Your task:
Only lines with the string "initial" should be returned from the data below.

(Records for this task begins)

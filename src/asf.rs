// This Source Code Form is subject to the terms of the Mozilla Public
// License, v. 2.0. If a copy of the MPL was not distributed with this
// file, You can obtain one at https://mozilla.org/MPL/2.0/.

//! Advanced Systems Format (WMA, WMV).

use crate::element::{read_payload, Dialect};
use crate::properties::{kbps, CodecFact, Properties};
use crate::riff::{BitmapInfo, WaveFormat};
use crate::source::{le_u16, le_u32, le_u64, skip_slice};
use crate::walker::{walk, Action, WalkEnd};
use crate::{Error, Result, Session, ToUsize, TryVec};
use log::debug;
use std::fmt;
use std::io::{Read, Seek};
use std::time::Duration;

/// A GUID as stored on disk: the first three groups little-endian.
#[derive(Clone, Copy, PartialEq, Eq, Hash)]
pub(crate) struct Guid([u8; 16]);

impl Guid {
    pub(crate) const fn new(d1: u32, d2: u16, d3: u16, d4: [u8; 8]) -> Self {
        let a = d1.to_le_bytes();
        let b = d2.to_le_bytes();
        let c = d3.to_le_bytes();
        Self([
            a[0], a[1], a[2], a[3], b[0], b[1], c[0], c[1], d4[0], d4[1], d4[2], d4[3], d4[4], d4[5], d4[6], d4[7],
        ])
    }

    pub(crate) const fn from_bytes(bytes: [u8; 16]) -> Self {
        Self(bytes)
    }

    pub(crate) const fn to_bytes(self) -> [u8; 16] {
        self.0
    }
}

impl fmt::Display for Guid {
    fn fmt(&self, f: &mut fmt::Formatter<'_>) -> fmt::Result {
        let b = &self.0;
        write!(
            f,
            "{:08X}-{:04X}-{:04X}-{:02X}{:02X}-{:02X}{:02X}{:02X}{:02X}{:02X}{:02X}",
            u32::from_le_bytes([b[0], b[1], b[2], b[3]]),
            u16::from_le_bytes([b[4], b[5]]),
            u16::from_le_bytes([b[6], b[7]]),
            b[8],
            b[9],
            b[10],
            b[11],
            b[12],
            b[13],
            b[14],
            b[15]
        )
    }
}

impl fmt::Debug for Guid {
    fn fmt(&self, f: &mut fmt::Formatter<'_>) -> fmt::Result {
        fmt::Display::fmt(self, f)
    }
}

pub(crate) const HEADER_OBJECT: Guid = Guid::new(0x75B2_2630, 0x668E, 0x11CF, [0xA6, 0xD9, 0x00, 0xAA, 0x00, 0x62, 0xCE, 0x6C]);
pub(crate) const DATA_OBJECT: Guid = Guid::new(0x75B2_2636, 0x668E, 0x11CF, [0xA6, 0xD9, 0x00, 0xAA, 0x00, 0x62, 0xCE, 0x6C]);
pub(crate) const FILE_PROPERTIES_OBJECT: Guid = Guid::new(0x8CAB_DCA1, 0xA947, 0x11CF, [0x8E, 0xE4, 0x00, 0xC0, 0x0C, 0x20, 0x53, 0x65]);
pub(crate) const STREAM_PROPERTIES_OBJECT: Guid = Guid::new(0xB7DC_0791, 0xA9B7, 0x11CF, [0x8E, 0xE6, 0x00, 0xC0, 0x0C, 0x20, 0x53, 0x65]);
pub(crate) const HEADER_EXTENSION_OBJECT: Guid = Guid::new(0x5FBF_03B5, 0xA92E, 0x11CF, [0x8E, 0xE3, 0x00, 0xC0, 0x0C, 0x20, 0x53, 0x65]);
pub(crate) const EXTENDED_STREAM_PROPERTIES_OBJECT: Guid = Guid::new(0x14E6_A5CB, 0xC672, 0x4332, [0x83, 0x99, 0xA9, 0x69, 0x52, 0x06, 0x5B, 0x5A]);
pub(crate) const STREAM_BITRATE_PROPERTIES_OBJECT: Guid = Guid::new(0x7BF8_75CE, 0x468D, 0x11D1, [0x8D, 0x82, 0x00, 0x60, 0x97, 0xC9, 0xA2, 0xB2]);
pub(crate) const AUDIO_MEDIA: Guid = Guid::new(0xF869_9E40, 0x5B4D, 0x11CF, [0xA8, 0xFD, 0x00, 0x80, 0x5F, 0x5C, 0x44, 0x2B]);
pub(crate) const VIDEO_MEDIA: Guid = Guid::new(0xBC19_EFC0, 0x5B4D, 0x11CF, [0xA8, 0xFD, 0x00, 0x80, 0x5F, 0x5C, 0x44, 0x2B]);

/// Objects this reader acts on.
#[derive(Debug, Clone, Copy, PartialEq, Eq)]
enum ObjectKind {
    Header,
    Data,
    FileProperties,
    StreamProperties,
    HeaderExtension,
    ExtendedStreamProperties,
    StreamBitrateProperties,
    Other,
}

const OBJECT_KINDS: [(Guid, ObjectKind); 7] = [
    (HEADER_OBJECT, ObjectKind::Header),
    (DATA_OBJECT, ObjectKind::Data),
    (FILE_PROPERTIES_OBJECT, ObjectKind::FileProperties),
    (STREAM_PROPERTIES_OBJECT, ObjectKind::StreamProperties),
    (HEADER_EXTENSION_OBJECT, ObjectKind::HeaderExtension),
    (EXTENDED_STREAM_PROPERTIES_OBJECT, ObjectKind::ExtendedStreamProperties),
    (STREAM_BITRATE_PROPERTIES_OBJECT, ObjectKind::StreamBitrateProperties),
];

impl ObjectKind {
    fn of(guid: Guid) -> Self {
        OBJECT_KINDS
            .iter()
            .find(|(g, _)| *g == guid)
            .map_or(Self::Other, |&(_, kind)| kind)
    }
}

/// Header object: object count (u32) and two reserved bytes.
const HEADER_PREFIX: u64 = 6;
/// Header extension object: reserved GUID, reserved u16 and data size.
const HEADER_EXTENSION_PREFIX: u64 = 22;
/// Fixed part of the Stream Properties object.
const STREAM_PROPERTIES_FIXED: usize = 54;
/// Fixed part of the Extended Stream Properties object.
const EXTENDED_STREAM_PROPERTIES_FIXED: usize = 64;
/// Header objects are small; anything past this is not read.
const MAX_OBJECT_READ: u64 = 1 << 20;

/// File Properties: play duration minus preroll, zero for live broadcasts.
#[derive(Debug, Default, Clone, Copy)]
struct FileProperties {
    duration: Option<Duration>,
    max_bitrate: u32,
}

fn parse_file_properties(mut data: &[u8]) -> Result<FileProperties> {
    // file id, file size, creation date, data packets count
    skip_slice(&mut data, 16 + 8 + 8 + 8)?;
    let play_duration = le_u64(&mut data)?;
    let _send_duration = le_u64(&mut data)?;
    let preroll_ms = le_u64(&mut data)?;
    let flags = le_u32(&mut data)?;
    let _min_packet_size = le_u32(&mut data)?;
    let _max_packet_size = le_u32(&mut data)?;
    let max_bitrate = le_u32(&mut data)?;

    let broadcast = flags & 1 != 0;
    let duration = if broadcast {
        None
    } else {
        // play duration is in 100 ns units, preroll in milliseconds
        let play = Duration::from_nanos(play_duration.saturating_mul(100));
        Some(play.saturating_sub(Duration::from_millis(preroll_ms)))
    };
    Ok(FileProperties { duration, max_bitrate })
}

/// Recognize the type-specific data of a Stream Properties object.
///
/// Returns the stream number and, for audio and video streams, a fact.
fn parse_stream_properties(mut data: &[u8]) -> Result<(u16, Option<CodecFact>)> {
    if data.len() < STREAM_PROPERTIES_FIXED {
        return Err(Error::UnexpectedEOF);
    }
    let mut stream_type = [0u8; 16];
    stream_type.copy_from_slice(&data[..16]);
    let stream_type = Guid::from_bytes(stream_type);
    // error correction type, time offset
    skip_slice(&mut data, 16 + 16 + 8)?;
    let type_specific_len = le_u32(&mut data)?.to_usize();
    let _error_correction_len = le_u32(&mut data)?;
    let flags = le_u16(&mut data)?;
    let _reserved = le_u32(&mut data)?;
    let stream_number = flags & 0x7F;
    let type_specific = data.get(..type_specific_len).ok_or(Error::InvalidData("stream type data overruns its object"))?;

    let fact = match stream_type {
        AUDIO_MEDIA => Some(WaveFormat::parse(type_specific)?.fact()),
        VIDEO_MEDIA => {
            let mut video = type_specific;
            let width = le_u32(&mut video)?;
            let height = le_u32(&mut video)?;
            let _reserved_flags = video.first().ok_or(Error::UnexpectedEOF)?;
            skip_slice(&mut video, 1 + 2)?;
            let bitmap = BitmapInfo::parse(video)?;
            let mut fact = bitmap.fact();
            if fact.width == 0 || fact.height == 0 {
                fact = fact.with_dimensions(width, height);
            }
            Some(fact)
        },
        other => {
            debug!("stream {stream_number}: ignoring stream type {other}");
            None
        },
    };
    Ok((stream_number, fact))
}

/// Extended Stream Properties: stream number, data bitrate, and where an
/// embedded Stream Properties object would start.
fn parse_extended_stream_properties(mut data: &[u8]) -> Result<(u16, u32, u64)> {
    let total = data.len();
    // start time, end time
    skip_slice(&mut data, 8 + 8)?;
    let data_bitrate = le_u32(&mut data)?;
    // buffer size and fullness, alternates, max object size, flags
    skip_slice(&mut data, 4 * 7)?;
    let stream_number = le_u16(&mut data)?;
    let _language_index = le_u16(&mut data)?;
    let _avg_time_per_frame = le_u64(&mut data)?;
    let name_count = le_u16(&mut data)?;
    let payload_extension_count = le_u16(&mut data)?;
    debug_assert_eq!(total - data.len(), EXTENDED_STREAM_PROPERTIES_FIXED);

    for _ in 0..name_count {
        let _language_index = le_u16(&mut data)?;
        let len = le_u16(&mut data)?;
        skip_slice(&mut data, len.into())?;
    }
    for _ in 0..payload_extension_count {
        skip_slice(&mut data, 16 + 2)?;
        let len = le_u32(&mut data)?;
        skip_slice(&mut data, len.to_usize())?;
    }
    let consumed = (total - data.len()) as u64;
    Ok((stream_number, data_bitrate, consumed))
}

/// Per-stream average bitrates from the Stream Bitrate Properties object.
fn parse_stream_bitrates(mut data: &[u8], into: &mut TryVec<(u16, u32)>) -> Result<()> {
    let count = le_u16(&mut data)?;
    for _ in 0..count {
        let flags = le_u16(&mut data)?;
        let bitrate = le_u32(&mut data)?;
        into.push((flags & 0x7F, bitrate))?;
    }
    Ok(())
}

#[derive(Default)]
struct AsfState {
    file: FileProperties,
    streams: TryVec<(u16, CodecFact)>,
    bitrates: TryVec<(u16, u32)>,
}

pub(crate) fn read<R: Read + Seek>(session: &mut Session<'_, R>) -> Result<Properties> {
    session.src.seek(0)?;
    let first = Guid::from_bytes(session.src.read_array()?);
    if first != HEADER_OBJECT {
        return Err(Error::Unsupported("ASF header object missing"));
    }

    let mut state = AsfState::default();
    let end = session.src.len();
    let walked = walk(session, Dialect::Asf, None, 0..end, |session, visit| {
        let guid = visit.header.guid().ok_or(Error::InvalidData("not an ASF object"))?;
        let kind = ObjectKind::of(guid);
        Ok(match kind {
            ObjectKind::Header if visit.depth == 0 => visit.children_after(HEADER_PREFIX),
            ObjectKind::Data => Action::Stop,
            ObjectKind::FileProperties => {
                let data = read_payload(&mut session.src, &visit.header, MAX_OBJECT_READ)?;
                state.file = parse_file_properties(&data)?;
                Action::Skip
            },
            ObjectKind::StreamProperties => {
                let data = read_payload(&mut session.src, &visit.header, MAX_OBJECT_READ)?;
                let (number, fact) = parse_stream_properties(&data)?;
                if let Some(fact) = fact {
                    debug!("stream {number}: {:?}", fact.codec);
                    if !state.streams.iter().any(|(n, _)| *n == number) {
                        state.streams.push((number, fact))?;
                    }
                }
                Action::Skip
            },
            ObjectKind::HeaderExtension => visit.children_after(HEADER_EXTENSION_PREFIX),
            ObjectKind::ExtendedStreamProperties => {
                let data = read_payload(&mut session.src, &visit.header, MAX_OBJECT_READ)?;
                let (number, bitrate, consumed) = parse_extended_stream_properties(&data)?;
                state.bitrates.push((number, bitrate))?;
                // An embedded Stream Properties object may follow.
                visit.children_after(consumed)
            },
            ObjectKind::StreamBitrateProperties => {
                let data = read_payload(&mut session.src, &visit.header, MAX_OBJECT_READ)?;
                parse_stream_bitrates(&data, &mut state.bitrates)?;
                Action::Skip
            },
            ObjectKind::Header | ObjectKind::Other => Action::Skip,
        })
    })?;
    if walked == WalkEnd::Truncated {
        debug!("ASF header walk was cut short");
    }

    let mut facts = TryVec::new();
    for (number, fact) in state.streams.iter() {
        let mut fact = fact.clone();
        if fact.bitrate == 0 {
            if let Some(&(_, bps)) = state.bitrates.iter().find(|(n, bps)| n == number && *bps != 0) {
                fact.bitrate = kbps(bps.into());
            }
        }
        facts.push(fact)?;
    }
    if let [only] = &mut facts[..] {
        if only.bitrate == 0 && state.file.max_bitrate != 0 {
            only.bitrate = kbps(state.file.max_bitrate.into());
        }
    }
    Properties::aggregate(state.file.duration, &facts)
}
// This Source Code Form is subject to the terms of the Mozilla Public
// License, v. 2.0. If a copy of the MPL was not distributed with this
// file, You can obtain one at https://mozilla.org/MPL/2.0/.

//! RIFF containers: WAVE audio and AVI video.

use crate::boxes::FourCC;
use crate::element::{read_payload, Dialect};
use crate::properties::{kbps, ticks_to_duration, Codec, CodecFact, Properties};
use crate::source::{le_i32, le_u16, le_u32, skip_slice};
use crate::walker::{walk, walk_clamped, Action};
use crate::{Error, Result, Session, TryVec};
use log::debug;
use std::io::{Read, Seek};
use std::time::Duration;

const RIFF: FourCC = FourCC::new(b"RIFF");
const WAVE: FourCC = FourCC::new(b"WAVE");
const AVI: FourCC = FourCC::new(b"AVI ");

const LIST: FourCC = FourCC::new(b"LIST");
const FMT: FourCC = FourCC::new(b"fmt ");
const FACT: FourCC = FourCC::new(b"fact");
const DATA: FourCC = FourCC::new(b"data");

const HDRL: FourCC = FourCC::new(b"hdrl");
const STRL: FourCC = FourCC::new(b"strl");
const ODML: FourCC = FourCC::new(b"odml");
const MOVI: FourCC = FourCC::new(b"movi");
const AVIH: FourCC = FourCC::new(b"avih");
const STRH: FourCC = FourCC::new(b"strh");
const STRF: FourCC = FourCC::new(b"strf");
const DMLH: FourCC = FourCC::new(b"dmlh");

const VIDS: FourCC = FourCC::new(b"vids");
const AUDS: FourCC = FourCC::new(b"auds");

/// Format chunks are small; anything past this is not read.
const MAX_CHUNK_READ: u64 = 64 * 1024;

const WAVE_FORMAT_EXTENSIBLE: u16 = 0xFFFE;

/// WAVEFORMATEX, shared by WAVE `fmt ` chunks, AVI audio `strf` chunks and
/// ASF audio stream properties.
#[derive(Debug, Clone, Copy, PartialEq, Eq)]
pub(crate) struct WaveFormat {
    pub format_tag: u16,
    pub channels: u16,
    pub sample_rate: u32,
    pub avg_bytes_per_sec: u32,
    pub block_align: u16,
    pub bits_per_sample: u16,
}

impl WaveFormat {
    pub(crate) fn parse(mut data: &[u8]) -> Result<Self> {
        let mut format_tag = le_u16(&mut data)?;
        let channels = le_u16(&mut data)?;
        let sample_rate = le_u32(&mut data)?;
        let avg_bytes_per_sec = le_u32(&mut data)?;
        let block_align = le_u16(&mut data)?;
        // The original WAVEFORMAT ends here; bits per sample came later.
        let bits_per_sample = le_u16(&mut data).unwrap_or(0);

        if format_tag == WAVE_FORMAT_EXTENSIBLE {
            let extra = le_u16(&mut data)?;
            if extra >= 22 {
                let _valid_bits = le_u16(&mut data)?;
                let _channel_mask = le_u32(&mut data)?;
                // The sub-format GUID starts with the real format tag.
                format_tag = le_u16(&mut data)?;
            }
        }

        Ok(Self {
            format_tag,
            channels,
            sample_rate,
            avg_bytes_per_sec,
            block_align,
            bits_per_sample,
        })
    }

    fn bytes_per_second(&self) -> u64 {
        match self.avg_bytes_per_sec {
            0 => u64::from(self.sample_rate) * u64::from(self.block_align),
            n => n.into(),
        }
    }

    pub(crate) fn fact(&self) -> CodecFact {
        CodecFact::audio(Codec::from_wave_format_tag(self.format_tag))
            .with_sample_rate(self.sample_rate)
            .with_channels(u8::try_from(self.channels).unwrap_or(u8::MAX))
            .with_bits_per_sample(u8::try_from(self.bits_per_sample).unwrap_or(0))
            .with_bitrate(kbps(self.bytes_per_second() * 8))
    }
}

/// The fields of BITMAPINFOHEADER that describe the picture.
#[derive(Debug, Clone, Copy, PartialEq, Eq)]
pub(crate) struct BitmapInfo {
    pub width: i32,
    /// Negative for top-down bitmaps
    pub height: i32,
    pub compression: [u8; 4],
}

impl BitmapInfo {
    pub(crate) fn parse(mut data: &[u8]) -> Result<Self> {
        let _size = le_u32(&mut data)?;
        let width = le_i32(&mut data)?;
        let height = le_i32(&mut data)?;
        let _planes = le_u16(&mut data)?;
        let _bit_count = le_u16(&mut data)?;
        let mut compression = [0u8; 4];
        compression.copy_from_slice(data.get(..4).ok_or(Error::UnexpectedEOF)?);
        Ok(Self { width, height, compression })
    }

    pub(crate) fn fact(&self) -> CodecFact {
        CodecFact::video(Codec::from_video_fourcc(self.compression))
            .with_dimensions(self.width.unsigned_abs(), self.height.unsigned_abs())
    }
}

pub(crate) fn read<R: Read + Seek>(session: &mut Session<'_, R>) -> Result<Properties> {
    session.src.seek(0)?;
    let id = FourCC::from(session.src.read_array::<4>()?);
    let declared = le_u32(&mut session.src)?;
    let form = FourCC::from(session.src.read_array::<4>()?);
    if id != RIFF {
        return Err(Error::Unsupported("RIFF signature missing"));
    }

    let declared_end = u64::from(declared) + 8;
    if declared_end > session.src.len() {
        session.ledger.record(session.src.len(), "RIFF chunk extends past the end of the file");
    }
    let body = 12..declared_end.min(session.src.len());

    match &form.value {
        b"WAVE" => read_wave(session, body),
        b"AVI " => read_avi(session, body),
        _ => {
            debug!("RIFF form {form} is neither {WAVE} nor {AVI}");
            Err(Error::Unsupported("unknown RIFF form type"))
        },
    }
}

/// `fmt ` chunk and `fact` frame count of a WAVE file.
#[derive(Default)]
struct WaveState {
    format: Option<WaveFormat>,
    frames: Option<u32>,
    data_size: Option<u64>,
}

fn read_wave<R: Read + Seek>(session: &mut Session<'_, R>, body: std::ops::Range<u64>) -> Result<Properties> {
    let mut state = WaveState::default();
    // A cut-short data chunk still gives a duration for what is there
    walk_clamped(session, Dialect::Riff, None, body, |session, visit| {
        match visit.header.fourcc() {
            Some(FMT) => {
                let data = read_payload(&mut session.src, &visit.header, MAX_CHUNK_READ)?;
                state.format = Some(WaveFormat::parse(&data)?);
            },
            Some(FACT) => {
                let data = read_payload(&mut session.src, &visit.header, 4)?;
                state.frames = Some(le_u32(&mut &data[..])?);
            },
            Some(DATA) => state.data_size = Some(visit.header.data_size),
            _ => {},
        }
        Ok(Action::Skip)
    })?;

    let Some(format) = state.format else {
        session.ledger.record(0, "WAVE file without a fmt chunk");
        return Properties::aggregate(None, &[]);
    };
    let fact = format.fact();
    let duration = match (state.frames, state.data_size) {
        (Some(frames), _) if frames != 0 && format.sample_rate != 0 => {
            ticks_to_duration(frames.into(), format.sample_rate.into())
        },
        (_, Some(bytes)) => ticks_to_duration(bytes, format.bytes_per_second()),
        _ => None,
    };
    Properties::aggregate(duration, &[fact])
}

#[derive(Debug)]
struct AviStream {
    kind: FourCC,
    handler: [u8; 4],
    scale: u32,
    rate: u32,
    length: u32,
    fact: Option<CodecFact>,
}

#[derive(Default)]
struct AviState {
    micros_per_frame: u32,
    total_frames: u32,
    odml_total_frames: u32,
    width: u32,
    height: u32,
    streams: TryVec<AviStream>,
}

fn list_type<R: Read + Seek>(session: &mut Session<'_, R>, data_offset: u64) -> Result<FourCC> {
    session.src.seek(data_offset)?;
    Ok(FourCC::from(session.src.read_array::<4>()?))
}

fn read_avi<R: Read + Seek>(session: &mut Session<'_, R>, body: std::ops::Range<u64>) -> Result<Properties> {
    let mut state = AviState::default();
    walk(session, Dialect::Riff, None, body, |session, visit| {
        let header = &visit.header;
        Ok(match header.fourcc() {
            Some(LIST) => match list_type(session, header.data_offset)? {
                HDRL | ODML => visit.children_after(4),
                STRL => {
                    state.streams.push(AviStream {
                        kind: FourCC::default(),
                        handler: [0; 4],
                        scale: 0,
                        rate: 0,
                        length: 0,
                        fact: None,
                    })?;
                    visit.children_after(4)
                },
                MOVI => Action::Stop,
                _ => Action::Skip,
            },
            Some(AVIH) => {
                let data = read_payload(&mut session.src, header, 40)?;
                let mut data = &data[..];
                state.micros_per_frame = le_u32(&mut data)?;
                // max bytes per second, padding granularity, flags
                skip_slice(&mut data, 12)?;
                state.total_frames = le_u32(&mut data)?;
                // initial frames, stream count, suggested buffer size
                skip_slice(&mut data, 12)?;
                state.width = le_u32(&mut data)?;
                state.height = le_u32(&mut data)?;
                Action::Skip
            },
            Some(DMLH) => {
                let data = read_payload(&mut session.src, header, 4)?;
                state.odml_total_frames = le_u32(&mut &data[..])?;
                Action::Skip
            },
            Some(STRH) => {
                let stream = state.streams.last_mut().ok_or(Error::InvalidData("strh outside a stream list"))?;
                let data = read_payload(&mut session.src, header, 48)?;
                let mut data = &data[..];
                stream.kind = FourCC::from(take_four(&mut data)?);
                stream.handler = take_four(&mut data)?;
                // flags, priority, language, initial frames
                skip_slice(&mut data, 12)?;
                stream.scale = le_u32(&mut data)?;
                stream.rate = le_u32(&mut data)?;
                let _start = le_u32(&mut data)?;
                stream.length = le_u32(&mut data)?;
                Action::Skip
            },
            Some(STRF) => {
                let stream = state.streams.last_mut().ok_or(Error::InvalidData("strf outside a stream list"))?;
                let data = read_payload(&mut session.src, header, MAX_CHUNK_READ)?;
                stream.fact = match stream.kind {
                    VIDS => Some(BitmapInfo::parse(&data)?.fact()),
                    AUDS => Some(WaveFormat::parse(&data)?.fact()),
                    other => {
                        debug!("ignoring AVI stream type {other}");
                        None
                    },
                };
                Action::Skip
            },
            _ => Action::Skip,
        })
    })?;

    let mut facts = TryVec::new();
    for stream in state.streams.iter() {
        let Some(fact) = &stream.fact else { continue };
        let mut fact = fact.clone();
        if stream.kind == VIDS {
            if fact.codec == Codec::Unknown {
                fact.codec = Codec::from_video_fourcc(stream.handler);
            }
            if fact.width == 0 || fact.height == 0 {
                fact = fact.with_dimensions(state.width, state.height);
            }
        }
        // scale / rate is the duration of one unit of `length`
        if let Some(duration) = ticks_to_duration(u64::from(stream.length) * u64::from(stream.scale), stream.rate.into()) {
            if !duration.is_zero() {
                fact = fact.with_duration(duration);
            }
        }
        facts.push(fact)?;
    }

    let frames = match state.odml_total_frames {
        0 => state.total_frames,
        n => n,
    };
    let duration = Duration::from_micros(u64::from(frames) * u64::from(state.micros_per_frame));
    Properties::aggregate(Some(duration), &facts)
}

fn take_four(data: &mut &[u8]) -> Result<[u8; 4]> {
    let mut out = [0u8; 4];
    out.copy_from_slice(data.get(..4).ok_or(Error::UnexpectedEOF)?);
    skip_slice(data, 4)?;
    Ok(out)
}

#[test]
fn wave_format_extensible() {
    let mut fmt = std::vec::Vec::new();
    fmt.extend_from_slice(&WAVE_FORMAT_EXTENSIBLE.to_le_bytes());
    fmt.extend_from_slice(&6u16.to_le_bytes());
    fmt.extend_from_slice(&48000u32.to_le_bytes());
    fmt.extend_from_slice(&(48000u32 * 18).to_le_bytes());
    fmt.extend_from_slice(&18u16.to_le_bytes());
    fmt.extend_from_slice(&24u16.to_le_bytes());
    fmt.extend_from_slice(&22u16.to_le_bytes());
    fmt.extend_from_slice(&24u16.to_le_bytes());
    fmt.extend_from_slice(&0x3Fu32.to_le_bytes());
    fmt.extend_from_slice(&[0x01, 0x00, 0x00, 0x00, 0x00, 0x00, 0x10, 0x00]);
    fmt.extend_from_slice(&[0x80, 0x00, 0x00, 0xAA, 0x00, 0x38, 0x9B, 0x71]);

    let format = WaveFormat::parse(&fmt).unwrap();
    assert_eq!(format.format_tag, 1);
    let fact = format.fact();
    assert_eq!(fact.codec, Codec::Pcm);
    assert_eq!((fact.sample_rate, fact.channels, fact.bits_per_sample), (48000, 6, 24));
    assert_eq!(fact.bitrate, 6912);
}

#[test]
fn bitmap_info_top_down() {
    let mut bih = std::vec::Vec::new();
    bih.extend_from_slice(&40u32.to_le_bytes());
    bih.extend_from_slice(&640i32.to_le_bytes());
    bih.extend_from_slice(&(-480i32).to_le_bytes());
    bih.extend_from_slice(&1u16.to_le_bytes());
    bih.extend_from_slice(&24u16.to_le_bytes());
    bih.extend_from_slice(b"XVID");
    let fact = BitmapInfo::parse(&bih).unwrap().fact();
    assert_eq!(fact.codec, Codec::Mpeg4Visual);
    assert_eq!((fact.width, fact.height), (640, 480));
}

(Records for this task ends)

Task result:
                // initial frames, stream count, suggested buffer size
                // flags, priority, language, initial frames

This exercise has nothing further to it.